We have all had people break their promises, not show up when they said they would, bail on us when we needed them, reverse their good opinions of us, or just disappear from our lives. It hurts when someone is unfaithful. I think we all agree that the world would be a better place if everyone was faithful, but this character trait does not come easy. Becoming faithful people, people who reflect the nature of a faithful God, does not happen by sheer determination and will-power. Just as we learn to love by being loved, we learn to be faithful by trusting the Faithful One.

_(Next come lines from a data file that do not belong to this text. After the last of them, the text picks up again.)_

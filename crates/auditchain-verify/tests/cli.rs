//! Runs the `auditchain-verify` binary against packs built in-test.

use std::path::{Path, PathBuf};
use std::process::Command;

use auditchain_verify::canon::{canonical, digest};
use auditchain_verify::chain::{hashed_shape, GENESIS};
use auditchain_verify::checkpoints::link_hash;
use auditchain_verify::{key_id, verify_pack, Outcome, TrustedKeys};
use ed25519_dalek::pkcs8::spki::der::pem::LineEnding;
use ed25519_dalek::pkcs8::EncodePublicKey;
use ed25519_dalek::{Signer, SigningKey};
use serde_json::{json, Value};

fn signing_key() -> SigningKey {
    SigningKey::from_bytes(&[42; 32])
}

/// A sealed pack of `n` events with a checkpoint every `interval`.
fn build_pack(n: u64, interval: u64) -> Value {
    let key = signing_key();
    let kid = key_id(&key.verifying_key());

    let mut events = Vec::new();
    let mut prev = GENESIS.to_string();
    for seq in 1..=n {
        let mut event = json!({
            "seq": seq,
            "ts": "2026-03-01T12:00:00.000Z",
            "action": format!("A{seq}"),
            "actor": "u1",
            "receiptId": null,
            "exportId": null,
            "savedViewId": null,
            "payload": {"n": seq, "note": "café"},
            "ip": "10.0.0.1",
            "userAgent": null,
            "prevHash": prev,
            "hash": "",
            "schemaVersion": 1,
            "payloadVersion": 1,
        });
        let hash = digest(&hashed_shape(&event).unwrap()).unwrap();
        event["hash"] = json!(hash);
        prev = hash;
        events.push(event);
    }

    let mut checkpoints: Vec<Value> = Vec::new();
    for seq in (interval..=n).step_by(interval as usize) {
        let previous = checkpoints.last();
        let prev_id = previous.map_or(Value::Null, |p| p["id"].clone());
        let prev_hash = previous.map_or(Value::Null, |p| {
            json!(link_hash(p["signedPayload"].as_str().unwrap()).unwrap())
        });
        let event_hash = events[(seq - 1) as usize]["hash"].clone();
        let signed = canonical(&json!({
            "seq": seq,
            "event_hash_at_seq": event_hash,
            "ts": "2026-03-01T12:00:01.000Z",
            "prev_checkpoint_id": prev_id,
            "prev_checkpoint_hash": prev_hash,
            "events_since_last_checkpoint": interval,
            "signing_key_id": kid,
        }))
        .unwrap();
        checkpoints.push(json!({
            "id": format!("cp-{seq}"),
            "seq": seq,
            "hash": event_hash,
            "ts": "2026-03-01T12:00:01.000Z",
            "prevCheckpointId": prev_id,
            "prevCheckpointHash": prev_hash,
            "signatureAlg": "ed25519",
            "publicKeyId": kid,
            "signature": hex::encode(key.sign(signed.as_bytes()).to_bytes()),
            "signedPayload": signed,
            "eventCount": interval,
        }));
    }

    let last_hash = events.last().map_or(json!(GENESIS), |e| e["hash"].clone());
    let mut pack = json!({
        "format": "auditchain.forensic-pack/v1",
        "exportedAt": "2026-03-01T12:00:02.000Z",
        "segment": {"fromSeq": 1, "toSeq": n, "count": n},
        "headAtExportTime": {"lastSeq": n, "lastHash": last_hash},
        "verification": {"status": "LINKED", "checked": n, "partial": false, "break": null},
        "manifest": {"canonicalization": "json-sorted-keys/utf16"},
        "system": {"generator": "test", "version": "0"},
        "events": events,
        "checkpoints": checkpoints,
    });
    reseal(&mut pack);
    pack
}

fn reseal(pack: &mut Value) {
    if let Some(map) = pack.as_object_mut() {
        map.remove("packHash");
    }
    let hash = digest(pack).unwrap();
    pack["packHash"] = json!(hash);
}

fn write(dir: &Path, name: &str, contents: &str) -> PathBuf {
    let path = dir.join(name);
    std::fs::write(&path, contents).unwrap();
    path
}

fn public_pem() -> String {
    signing_key()
        .verifying_key()
        .to_public_key_pem(LineEnding::LF)
        .unwrap()
}

fn run(args: &[&Path]) -> (i32, String) {
    let output = Command::new(env!("CARGO_BIN_EXE_auditchain-verify"))
        .args(args)
        .output()
        .unwrap();
    (
        output.status.code().unwrap_or(-1),
        String::from_utf8_lossy(&output.stdout).into_owned(),
    )
}

#[test]
fn test_clean_pack_passes() {
    let dir = tempfile::tempdir().unwrap();
    let pack = write(dir.path(), "pack.json", &build_pack(6, 3).to_string());
    let key = write(dir.path(), "key.pem", &public_pem());

    let (code, stdout) = run(&[Path::new("verify"), &pack, Path::new("--public-key"), &key]);
    assert_eq!(code, 0, "{stdout}");
    assert!(stdout.contains("RESULT: PASS"));
    assert!(stdout.contains("[PASS   ] checkpoint cp-6 signature"));
}

#[test]
fn test_without_key_signatures_are_skipped() {
    let dir = tempfile::tempdir().unwrap();
    let pack = write(dir.path(), "pack.json", &build_pack(4, 2).to_string());

    let (code, stdout) = run(&[Path::new("verify"), &pack]);
    assert_eq!(code, 0, "{stdout}");
    assert!(stdout.contains("SKIPPED"));
}

#[test]
fn test_flipped_event_hash_fails_naming_seq() {
    let dir = tempfile::tempdir().unwrap();
    let mut pack = build_pack(5, 5);
    pack["events"][2]["payload"]["n"] = json!(1000);
    reseal(&mut pack);
    let pack = write(dir.path(), "pack.json", &pack.to_string());

    let (code, stdout) = run(&[Path::new("verify"), &pack]);
    assert_eq!(code, 1);
    assert!(stdout.contains("hash_mismatch at seq 3"), "{stdout}");
    assert!(stdout.contains("RESULT: FAIL"));
}

#[test]
fn test_chain_failure_stops_the_run() {
    let dir = tempfile::tempdir().unwrap();
    let mut pack = build_pack(6, 1);
    pack["events"][1]["actor"] = json!("mallory");
    reseal(&mut pack);
    let pack = write(dir.path(), "pack.json", &pack.to_string());
    let key = write(dir.path(), "key.pem", &public_pem());

    let (code, stdout) = run(&[Path::new("verify"), &pack, Path::new("--public-key"), &key]);
    assert_eq!(code, 1);
    let lines: Vec<&str> = stdout.lines().collect();
    assert_eq!(lines.len(), 5, "{stdout}");
    assert!(lines[3].starts_with("[FAIL   ] event chain: hash_mismatch at seq 2"), "{stdout}");
    assert_eq!(lines[4], "RESULT: FAIL");
    assert!(!stdout.contains("checkpoint"), "{stdout}");
}

#[test]
fn test_wrong_key_is_unverifiable() {
    let dir = tempfile::tempdir().unwrap();
    let pack = write(dir.path(), "pack.json", &build_pack(2, 2).to_string());
    let other = SigningKey::from_bytes(&[1; 32]).verifying_key();
    let key = write(dir.path(), "other.hex", &hex::encode(other.as_bytes()));

    let (code, stdout) = run(&[Path::new("verify"), &pack, Path::new("--public-key"), &key]);
    assert_eq!(code, 1);
    assert!(stdout.contains("unverifiable"));
}

#[test]
fn test_usage_errors_exit_one() {
    let dir = tempfile::tempdir().unwrap();
    let (code, _) = run(&[Path::new("verify")]);
    assert_eq!(code, 1);

    let (code, _) = run(&[Path::new("verify"), &dir.path().join("missing.json")]);
    assert_eq!(code, 1);

    let garbage = write(dir.path(), "garbage.json", "{not json");
    let (code, _) = run(&[Path::new("verify"), &garbage]);
    assert_eq!(code, 1);

    let (code, _) = run(&[Path::new("--help")]);
    assert_eq!(code, 0);
}

#[test]
fn test_json_output() {
    let dir = tempfile::tempdir().unwrap();
    let pack = write(dir.path(), "pack.json", &build_pack(1, 1).to_string());
    let (code, stdout) = run(&[Path::new("verify"), &pack, Path::new("--json")]);
    assert_eq!(code, 0);
    let report: Value = serde_json::from_str(&stdout).unwrap();
    assert_eq!(report["result"], "PASS");
}

// ─────────────────────────────────────────────────────────────────────────────
// Library-level checks
// ─────────────────────────────────────────────────────────────────────────────

fn trusted() -> TrustedKeys {
    let mut keys = TrustedKeys::new();
    keys.insert(signing_key().verifying_key());
    keys
}

#[test]
fn test_pack_hash_tamper() {
    let mut pack = build_pack(3, 3);
    pack["exportedAt"] = json!("2030-01-01T00:00:00.000Z");
    let report = verify_pack(&pack, &trusted());
    let failure = report.first_failure().unwrap();
    assert_eq!(failure.name, "pack hash");
}

#[test]
fn test_checkpoint_tamper_and_link() {
    let mut pack = build_pack(6, 2);
    pack["checkpoints"][1]["hash"] = json!("0".repeat(64));
    reseal(&mut pack);
    let report = verify_pack(&pack, &trusted());
    let failure = report.first_failure().unwrap();
    assert_eq!(failure.name, "checkpoint cp-4");
    assert!(failure.detail.starts_with("payload_mismatch"));

    let mut pack = build_pack(6, 2);
    let removed = pack["checkpoints"].as_array_mut().unwrap().remove(1);
    assert_eq!(removed["id"], "cp-4");
    reseal(&mut pack);
    let report = verify_pack(&pack, &trusted());
    let failure = report.first_failure().unwrap();
    assert_eq!(failure.name, "checkpoint cp-6");
    assert!(failure.detail.starts_with("chain_mismatch"));
}

#[test]
fn test_truncated_tail_stops_at_segment() {
    let mut pack = build_pack(4, 4);
    pack["events"].as_array_mut().unwrap().pop();
    reseal(&mut pack);
    let report = verify_pack(&pack, &trusted());
    assert!(!report.passed());

    let names: Vec<&str> = report.checks.iter().map(|c| c.name.as_str()).collect();
    assert_eq!(names, ["format", "pack hash", "segment"]);
    assert_eq!(report.failures().count(), 1);
}

#[test]
fn test_rewritten_head_fails_head_check() {
    let mut pack = build_pack(4, 2);
    pack["headAtExportTime"]["lastHash"] = json!("a".repeat(64));
    reseal(&mut pack);
    let report = verify_pack(&pack, &trusted());

    let failure = report.first_failure().unwrap();
    assert_eq!(failure.name, "head");
    assert!(failure.detail.starts_with("head_mismatch"));
    assert_eq!(failure.seq, Some(4));
    assert_eq!(report.checks.last().unwrap().name, "head");
}

#[test]
fn test_honest_short_segment_skips_head() {
    let mut pack = build_pack(4, 4);
    pack["events"].as_array_mut().unwrap().pop();
    pack["segment"]["count"] = json!(3);
    pack["segment"]["toSeq"] = json!(3);
    reseal(&mut pack);
    let report = verify_pack(&pack, &trusted());

    // cp-4 lies outside the segment, so only its signature is checked.
    assert!(report.passed(), "{report}");
    let head = report.checks.iter().find(|c| c.name == "head").unwrap();
    assert_eq!(head.outcome, Outcome::Skipped);
}

#[test]
fn test_mid_chain_segment() {
    let mut pack = build_pack(6, 3);
    let events: Vec<Value> = pack["events"].as_array().unwrap()[3..].to_vec();
    pack["events"] = json!(events);
    pack["segment"] = json!({"fromSeq": 4, "toSeq": 6, "count": 3});
    reseal(&mut pack);

    let report = verify_pack(&pack, &trusted());
    assert!(report.passed(), "{report}");
}
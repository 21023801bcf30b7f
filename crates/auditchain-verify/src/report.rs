//! PASS/FAIL report.

use std::fmt;

use serde_json::{json, Value};

#[derive(Debug, Clone, Copy, PartialEq, Eq)]
pub enum Outcome {
    Pass,
    Fail,
    Skipped,
}

impl Outcome {
    pub fn as_str(&self) -> &'static str {
        match self {
            Self::Pass => "PASS",
            Self::Fail => "FAIL",
            Self::Skipped => "SKIPPED",
        }
    }
}

#[derive(Debug, Clone, PartialEq, Eq)]
pub struct Check {
    pub name: String,
    pub outcome: Outcome,
    pub detail: String,
    /// Sequence number the check is about, if any.
    pub seq: Option<u64>,
}

#[derive(Debug, Clone, Default, PartialEq, Eq)]
pub struct Report {
    pub checks: Vec<Check>,
}

impl Report {
    pub fn new() -> Self {
        Self::default()
    }

    pub fn record(
        &mut self,
        name: impl Into<String>,
        outcome: Outcome,
        detail: impl Into<String>,
        seq: Option<u64>,
    ) {
        let check = Check {
            name: name.into(),
            outcome,
            detail: detail.into(),
            seq,
        };
        match outcome {
            Outcome::Fail => tracing::warn!(check = %check.name, detail = %check.detail, "check failed"),
            _ => tracing::debug!(check = %check.name, outcome = outcome.as_str(), "check done"),
        }
        self.checks.push(check);
    }

    pub fn pass(&mut self, name: impl Into<String>, detail: impl Into<String>) {
        self.record(name, Outcome::Pass, detail, None);
    }

    pub fn fail(&mut self, name: impl Into<String>, detail: impl Into<String>, seq: Option<u64>) {
        self.record(name, Outcome::Fail, detail, seq);
    }

    pub fn skip(&mut self, name: impl Into<String>, detail: impl Into<String>) {
        self.record(name, Outcome::Skipped, detail, None);
    }

    /// No check failed.
    pub fn passed(&self) -> bool {
        self.checks.iter().all(|c| c.outcome != Outcome::Fail)
    }

    pub fn failures(&self) -> impl Iterator<Item = &Check> {
        self.checks.iter().filter(|c| c.outcome == Outcome::Fail)
    }

    pub fn first_failure(&self) -> Option<&Check> {
        self.failures().next()
    }

    pub fn to_json(&self) -> Value {
        json!({
            "result": if self.passed() { "PASS" } else { "FAIL" },
            "checks": self.checks.iter().map(|c| json!({
                "name": c.name,
                "outcome": c.outcome.as_str(),
                "detail": c.detail,
                "seq": c.seq,
            })).collect::<Vec<_>>(),
        })
    }
}

impl fmt::Display for Report {
    fn fmt(&self, f: &mut fmt::Formatter<'_>) -> fmt::Result {
        for check in &self.checks {
            write!(f, "[{:<7}] {}", check.outcome.as_str(), check.name)?;
            if !check.detail.is_empty() {
                write!(f, ": {}", check.detail)?;
            }
            writeln!(f)?;
        }
        if self.passed() {
            writeln!(f, "RESULT: PASS")
        } else {
            writeln!(f, "RESULT: FAIL")
        }
    }
}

If we look at the word, faithful, it means one who is full of faith. The Greek word for faith (pistis) has two different modes: In the active voice, it means trusting and believing in someone or something. In the passive voice, it means being someone who is trustworthy and dependable, inspiring faith. In other words, we have faith in someone who is faithful. The Latin word for faithful is fidelis and it means firmly and resolutely staying with a person, group, cause, belief, or idea, without waver, despite the circumstances. The motto of the United States Marines, Semper Fidelis (always faithful), reflects their unswerving commitment to each other and to their mission. In Hebrew, there is no one word consistently translated as faithfulness, but chesed (goodness, lovingkindness, steadfast love) is often used together with emeth (firmness, truth) to emphasize God's loyalty to his people. The idea here is that of holding fast or steady, of inspiring trust in others. In the Hebrew Bible, God reveals himself as a covenant-maker (which is not the same thing as a deal-maker), faithful to himself and to his promises, even when the other party, Israel, is not.

We are called to have faith in God and trust him because he has shown himself to be a faithful God. Faith is a response to the revelation that God is loving, kind, and trustworthy. "But you, O Lord, are a God merciful and gracious, slow to anger and abounding in steadfast love and faithfulness" (Psalm 86:15). "The faithful love of the Lord never ends! His mercies never cease. Great is his faithfulness; his mercies begin afresh each morning" (Lam 3:22-23). Faith and faithfulness are meant to work together, each one supporting and expanding the other. God reveals himself as faithful, therefore we have faith in him. As we trust him more, we see more of his faithfulness, so we rely on him more and more. In the process of learning to trust, we begin to become faithful people ourselves, more prone to reliability than doubt, duplicity, and hesitancy. Being in relationship with a covenant God means that we are called to be covenant people. Because faith and faithfulness are intricately related, very often a lack of faithfulness on our part can be a sign that we are having trouble trusting God.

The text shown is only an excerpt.